Molluscum contagiosum is a common skin disease that primarily affects children ages 2-9. It is caused by a non-cancerous virus that results in many pink skin bumps forming all over the body.

Currently, there are both topical and oral treatments for molluscum contagiosum infection. Sometimes, invasive medical procedures, such as burning or scraping the skin bumps, are performed in doctor’s offices for the treatment of molluscum.

In addition, medicated creams that are sometimes used “off-label” to treat molluscum are not very effective and can result in skin discoloration and other side effects. Medicated prescription creams are not FDA approved for the treatment of molluscum.


Prescriptions like Aldara, tretinoin (Retin-A), or podophyllotoxin (Condylox) are only 20-30% effective and can cause serious side effects in small children. In addition, they also do not stop the spread of the infection.

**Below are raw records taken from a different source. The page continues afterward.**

//! Schema data types.
//!
//! A schema is pure data: the declared inputs of a task kind plus the
//! structural contract (fields, types, constraints) its output must satisfy.
//! Enforcement lives in `validation::ArtifactValidator`.

use semver::Version;
use serde::{Deserialize, Serialize};
use serde_json::{Map, Value};
use std::fmt;
use std::str::FromStr;

use crate::error::RegistryError;

/// The kinds of generation task the studio knows how to run.
#[derive(Debug, Clone, Copy, PartialEq, Eq, Hash, PartialOrd, Ord, Serialize, Deserialize)]
#[serde(rename_all = "snake_case")]
pub enum TaskKind {
    /// Research brief for a topic.
    BackgroundDiscovery,
    /// Content outline built from background research.
    StructuralPlanning,
    /// Full content draft built from research and a plan.
    DraftGeneration,
    /// Attention-grabbing questions for a field and keywords.
    InterestDiscovery,
}

impl TaskKind {
    /// Returns all task kinds in declaration order.
    pub fn all() -> &'static [TaskKind] {
        &[
            TaskKind::BackgroundDiscovery,
            TaskKind::StructuralPlanning,
            TaskKind::DraftGeneration,
            TaskKind::InterestDiscovery,
        ]
    }

    /// Returns the snake_case identifier used in YAML, CLI and storage.
    pub fn as_str(&self) -> &'static str {
        match self {
            TaskKind::BackgroundDiscovery => "background_discovery",
            TaskKind::StructuralPlanning => "structural_planning",
            TaskKind::DraftGeneration => "draft_generation",
            TaskKind::InterestDiscovery => "interest_discovery",
        }
    }
}

impl fmt::Display for TaskKind {
    fn fmt(&self, f: &mut fmt::Formatter<'_>) -> fmt::Result {
        f.write_str(self.as_str())
    }
}

impl FromStr for TaskKind {
    type Err = RegistryError;

    fn from_str(s: &str) -> Result<Self, Self::Err> {
        let normalized = s.trim().to_lowercase().replace('-', "_");
        TaskKind::all()
            .iter()
            .copied()
            .find(|kind| kind.as_str() == normalized)
            .ok_or_else(|| RegistryError::UnknownTaskKind(s.to_string()))
    }
}

/// Name and version pair identifying a schema.
#[derive(Debug, Clone, PartialEq, Eq, Serialize, Deserialize)]
pub struct SchemaRef {
    pub name: String,
    pub version: Version,
}

impl fmt::Display for SchemaRef {
    fn fmt(&self, f: &mut fmt::Formatter<'_>) -> fmt::Result {
        write!(f, "{}@{}", self.name, self.version)
    }
}

/// Primitive type of an output field or of an array's items.
#[derive(Debug, Clone, Copy, PartialEq, Eq, Serialize, Deserialize)]
#[serde(rename_all = "lowercase")]
pub enum FieldType {
    String,
    Integer,
    Number,
    Boolean,
    Array,
}

impl FieldType {
    pub fn as_str(&self) -> &'static str {
        match self {
            FieldType::String => "string",
            FieldType::Integer => "integer",
            FieldType::Number => "number",
            FieldType::Boolean => "boolean",
            FieldType::Array => "array",
        }
    }
}

impl fmt::Display for FieldType {
    fn fmt(&self, f: &mut fmt::Formatter<'_>) -> fmt::Result {
        f.write_str(self.as_str())
    }
}

/// Value constraints for a field.
///
/// For array fields `min_items`/`max_items` bound the array length and every
/// other constraint applies to each item.
#[derive(Debug, Clone, Default, PartialEq, Serialize, Deserialize)]
pub struct Constraints {
    #[serde(default, skip_serializing_if = "Option::is_none")]
    pub min_length: Option<usize>,
    #[serde(default, skip_serializing_if = "Option::is_none")]
    pub max_length: Option<usize>,
    #[serde(default, skip_serializing_if = "Option::is_none")]
    pub pattern: Option<String>,
    #[serde(default, skip_serializing_if = "Option::is_none")]
    pub choices: Option<Vec<String>>,
    #[serde(default, skip_serializing_if = "Option::is_none")]
    pub min: Option<f64>,
    #[serde(default, skip_serializing_if = "Option::is_none")]
    pub max: Option<f64>,
    #[serde(default, skip_serializing_if = "Option::is_none")]
    pub min_items: Option<usize>,
    #[serde(default, skip_serializing_if = "Option::is_none")]
    pub max_items: Option<usize>,
}

impl Constraints {
    /// Human-readable constraint list used in prompts and `schemas` output.
    pub fn describe(&self) -> Vec<String> {
        let mut parts = Vec::new();
        match (self.min_length, self.max_length) {
            (Some(min), Some(max)) => parts.push(format!("length {}-{} characters", min, max)),
            (Some(min), None) => parts.push(format!("at least {} characters", min)),
            (None, Some(max)) => parts.push(format!("at most {} characters", max)),
            (None, None) => {}
        }
        if let Some(pattern) = &self.pattern {
            parts.push(format!("must match /{}/", pattern));
        }
        if let Some(choices) = &self.choices {
            parts.push(format!("one of: {}", choices.join(", ")));
        }
        match (self.min, self.max) {
            (Some(min), Some(max)) => parts.push(format!("between {} and {}", min, max)),
            (Some(min), None) => parts.push(format!(">= {}", min)),
            (None, Some(max)) => parts.push(format!("<= {}", max)),
            (None, None) => {}
        }
        match (self.min_items, self.max_items) {
            (Some(min), Some(max)) => parts.push(format!("{}-{} items", min, max)),
            (Some(min), None) => parts.push(format!("at least {} items", min)),
            (None, Some(max)) => parts.push(format!("at most {} items", max)),
            (None, None) => {}
        }
        parts
    }
}

/// A declared task input.
#[derive(Debug, Clone, PartialEq, Serialize, Deserialize)]
pub struct InputSpec {
    pub name: String,
    #[serde(default)]
    pub description: String,
    #[serde(default = "default_true")]
    pub required: bool,
    /// Value used when an optional input is not supplied.
    #[serde(default, skip_serializing_if = "Option::is_none")]
    pub default: Option<Value>,
}

/// A declared output field.
#[derive(Debug, Clone, PartialEq, Serialize, Deserialize)]
pub struct FieldSpec {
    pub name: String,
    #[serde(rename = "type")]
    pub field_type: FieldType,
    /// Item type for array fields.
    #[serde(default, skip_serializing_if = "Option::is_none")]
    pub items: Option<FieldType>,
    #[serde(default = "default_true")]
    pub required: bool,
    #[serde(default)]
    pub description: String,
    /// Conforming example value, used when a pattern makes one hard to derive.
    #[serde(default, skip_serializing_if = "Option::is_none")]
    pub example: Option<Value>,
    #[serde(flatten)]
    pub constraints: Constraints,
}

/// What the validator does with keys the schema does not declare.
#[derive(Debug, Clone, Copy, Default, PartialEq, Eq, Serialize, Deserialize)]
#[serde(rename_all = "lowercase")]
pub enum AdditionalFields {
    #[default]
    Strip,
    Reject,
}

/// Structural contract for one task kind.
#[derive(Debug, Clone, PartialEq, Serialize, Deserialize)]
pub struct Schema {
    pub name: String,
    pub version: Version,
    pub kind: TaskKind,
    #[serde(default)]
    pub description: String,
    #[serde(default)]
    pub inputs: Vec<InputSpec>,
    pub fields: Vec<FieldSpec>,
    #[serde(default)]
    pub additional_fields: AdditionalFields,
}

fn default_true() -> bool {
    true
}

impl Schema {
    pub fn schema_ref(&self) -> SchemaRef {
        SchemaRef {
            name: self.name.clone(),
            version: self.version.clone(),
        }
    }

    pub fn field(&self, name: &str) -> Option<&FieldSpec> {
        self.fields.iter().find(|f| f.name == name)
    }

    pub fn input(&self, name: &str) -> Option<&InputSpec> {
        self.inputs.iter().find(|i| i.name == name)
    }

    pub fn required_inputs(&self) -> impl Iterator<Item = &InputSpec> {
        self.inputs.iter().filter(|i| i.required)
    }

    /// JSON skeleton of the expected output, with a type placeholder per field.
    pub fn skeleton(&self) -> Value {
        let mut map = Map::new();
        for field in &self.fields {
            let placeholder = match (field.field_type, field.items) {
                (FieldType::Array, Some(items)) => Value::Array(vec![Value::String(format!(
                    "<{}>",
                    items
                ))]),
                (FieldType::Array, None) => Value::Array(Vec::new()),
                (ty, _) => Value::String(format!("<{}>", ty)),
            };
            map.insert(field.name.clone(), placeholder);
        }
        Value::Object(map)
    }

    /// Plain-text description of the output contract: one line per field.
    pub fn describe(&self) -> String {
        let mut lines = Vec::with_capacity(self.fields.len());
        for field in &self.fields {
            let ty = match (field.field_type, field.items) {
                (FieldType::Array, Some(items)) => format!("array of {}", items),
                (ty, _) => ty.to_string(),
            };
            let mut line = format!(
                "- {} ({}, {})",
                field.name,
                ty,
                if field.required { "required" } else { "optional" }
            );
            let constraints = field.constraints.describe();
            if !constraints.is_empty() {
                line.push_str(&format!(" [{}]", constraints.join("; ")));
            }
            if !field.description.is_empty() {
                line.push_str(": ");
                line.push_str(&field.description);
            }
            lines.push(line);
        }
        lines.join("\n")
    }

    /// Builds a minimal document that satisfies this schema.
    ///
    /// Only required fields are populated. Fields carrying an `example` use it
    /// verbatim; all others get a value derived from their constraints.
    pub fn sample_instance(&self) -> Value {
        let mut map = Map::new();
        for field in self.fields.iter().filter(|f| f.required) {
            let value = match &field.example {
                Some(example) => example.clone(),
                None => sample_value(field),
            };
            map.insert(field.name.clone(), value);
        }
        Value::Object(map)
    }
}

fn sample_value(field: &FieldSpec) -> Value {
    match field.field_type {
        FieldType::Array => {
            let item_type = field.items.unwrap_or(FieldType::String);
            let mut count = field.constraints.min_items.unwrap_or(1);
            if let Some(max) = field.constraints.max_items {
                count = count.min(max);
            }
            Value::Array(
                (0..count)
                    .map(|i| sample_scalar(item_type, &field.name, i, &field.constraints))
                    .collect(),
            )
        }
        ty => sample_scalar(ty, &field.name, 0, &field.constraints),
    }
}

fn sample_scalar(ty: FieldType, name: &str, index: usize, c: &Constraints) -> Value {
    match ty {
        FieldType::String => {
            if let Some(first) = c.choices.as_ref().and_then(|choices| {
                choices.get(index % choices.len().max(1))
            }) {
                return Value::String(first.clone());
            }
            let mut text = format!("sample {} {}", name.replace('_', " "), index + 1);
            let min = c.min_length.unwrap_or(0);
            while text.chars().count() < min {
                text.push_str(" lorem ipsum");
            }
            if let Some(max) = c.max_length {
                text = text.chars().take(max).collect();
            }
            Value::String(text)
        }
        FieldType::Integer => {
            let value = match (c.min, c.max) {
                (Some(min), _) => min.ceil(),
                (None, Some(max)) if max < 1.0 => max.floor(),
                _ => 1.0,
            };
            Value::from(value as i64)
        }
        FieldType::Number => {
            let value = match (c.min, c.max) {
                (Some(min), _) => min,
                (None, Some(max)) if max < 1.0 => max,
                _ => 1.0,
            };
            serde_json::Number::from_f64(value)
                .map(Value::Number)
                .unwrap_or(Value::Null)
        }
        FieldType::Boolean => Value::Bool(true),
        FieldType::Array => Value::Array(Vec::new()),
    }
}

Consequently, over-the-counter treatments are becoming more and more popular because they are made with more natural ingredients that are safer for developing children. That being said, there are key differences among over-the-counter treatments that are important to learn about before deciding which treatment is best for your child. Keep reading below for more information regarding this common question.

What is the Difference Between Over the Counter Treatments and In Office Treatments?


First, there are differences between medical procedures performed in a doctor’s office and topical prescription creams. As mentioned, burning the molluscum bumps with liquid nitrogen or scraping the bumps with a curette (small scraping knife-like instrument) is around 30-50% effective.

Unfortunately, the downsides to these treatments are that they are painful for young children, can cause scarring, and don’t stop the spread of the infection. In addition, the costs of in office treatments can be significant and can amount to hundreds of dollars. They include doctor’s co-pays, deductible bills, and the cost of missing work to drive the child to the visit. Over-the-counter treatments tend to be a lot less expensive and are more convenient because they can be used in the privacy of your own home.


What is the Best Over the Counter Molluscum Treatment?


Some over-the-counter treatments are liquid in nature and are applied to the molluscum bumps. The downside of these treatments is that they tend to dry up on the skin quickly. In addition, liquid treatments do not prevent the spread of the infection.

What Cream can I use for Molluscum?


Various prescription and over-the-counter creams are available to treat molluscum infection. Unfortunately, the main downside is that none of these treatments prevent the spread of the highly contagious molluscum virus. The creams are not very effective (even less effective than prescription topical creams) at actually killing the virus and reducing the size of the molluscum bumps, let alone clearing the lesions. As a dermatologist, I do not recommend these various creams to children with molluscum infection.